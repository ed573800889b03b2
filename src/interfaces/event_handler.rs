// ============================================================================
// Event Handler Interface
// Defines the output event contract and the sink the matching thread writes to
// ============================================================================

use crate::domain::{Bbo, CurrencyPair, Depth, LimitOrderBookSnapshot, OrderSnapshot, Trade};
use parking_lot::Mutex;
use serde::{Deserialize, Serialize};
use smallvec::SmallVec;
use thiserror::Error;

/// Events emitted by the matching engine
///
/// Serialized as `{"type": "...", "payload": {...}}`.
#[derive(Debug, Clone, PartialEq, Eq, Serialize, Deserialize)]
#[serde(tag = "type", content = "payload")]
pub enum OutputEvent {
    /// New state of an order touched by a command
    OrderUpdated(OrderSnapshot),

    /// One execution between an aggressor and a resting order
    Trade(Trade),

    /// Top levels of both sides after a book change
    Depth(Depth),

    /// Best bid and offer after a book change
    Bbo(Bbo),

    /// Full book contents after a book change
    LimitOrderBook(LimitOrderBookSnapshot),
}

impl OutputEvent {
    pub fn currency_pair(&self) -> &CurrencyPair {
        match self {
            OutputEvent::OrderUpdated(order) => &order.currency_pair,
            OutputEvent::Trade(trade) => &trade.currency_pair,
            OutputEvent::Depth(depth) => &depth.currency_pair,
            OutputEvent::Bbo(bbo) => &bbo.currency_pair,
            OutputEvent::LimitOrderBook(book) => &book.currency_pair,
        }
    }

    /// Short label for logs
    pub fn kind(&self) -> &'static str {
        match self {
            OutputEvent::OrderUpdated(_) => "order_updated",
            OutputEvent::Trade(_) => "trade",
            OutputEvent::Depth(_) => "depth",
            OutputEvent::Bbo(_) => "bbo",
            OutputEvent::LimitOrderBook(_) => "limit_order_book",
        }
    }
}

/// Events produced by one command, in emission order
pub type EventBatch = SmallVec<[OutputEvent; 8]>;

/// Events that did not reach every consumer
#[derive(Debug, Clone, PartialEq, Eq, Error)]
#[error("events not delivered: {0}")]
pub struct PublishError(pub String);

/// Event handler trait for processing matching engine events
///
/// Called from the matching thread; implementations must not reorder events.
/// An error means the event stream is no longer complete for some consumer.
pub trait EventHandler: Send + Sync {
    /// Handle an output event
    fn on_event(&self, event: OutputEvent) -> Result<(), PublishError>;

    /// Batch event handler (optional optimization)
    fn on_events(&self, events: EventBatch) -> Result<(), PublishError> {
        for event in events {
            self.on_event(event)?;
        }
        Ok(())
    }
}

/// No-op event handler for testing
pub struct NoOpEventHandler;

impl EventHandler for NoOpEventHandler {
    fn on_event(&self, _event: OutputEvent) -> Result<(), PublishError> {
        Ok(())
    }
}

/// Logging event handler
pub struct LoggingEventHandler;

impl EventHandler for LoggingEventHandler {
    fn on_event(&self, event: OutputEvent) -> Result<(), PublishError> {
        tracing::debug!(
            currency_pair = %event.currency_pair(),
            kind = event.kind(),
            "Matching engine event: {:?}",
            event
        );
        Ok(())
    }
}

/// Keeps every event in memory, in arrival order
#[derive(Default)]
pub struct CollectingEventHandler {
    events: Mutex<Vec<OutputEvent>>,
}

impl CollectingEventHandler {
    pub fn new() -> Self {
        Self::default()
    }

    /// Take every event collected so far
    pub fn drain(&self) -> Vec<OutputEvent> {
        std::mem::take(&mut *self.events.lock())
    }

    pub fn len(&self) -> usize {
        self.events.lock().len()
    }

    pub fn is_empty(&self) -> bool {
        self.events.lock().is_empty()
    }
}

impl EventHandler for CollectingEventHandler {
    fn on_event(&self, event: OutputEvent) -> Result<(), PublishError> {
        self.events.lock().push(event);
        Ok(())
    }

    fn on_events(&self, events: EventBatch) -> Result<(), PublishError> {
        self.events.lock().extend(events);
        Ok(())
    }
}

**WORK ORDER**
From the opening line of the data above, please print each line as written up to and including the line that contains "thread writes to", and nothing more.

**SOLUTION FOR THIS EXERCISE**
repository ed573800889b03b2
filename src/interfaces/event_handler.rs
// ============================================================================
// Event Handler Interface
// Defines the output event contract and the sink the matching thread writes to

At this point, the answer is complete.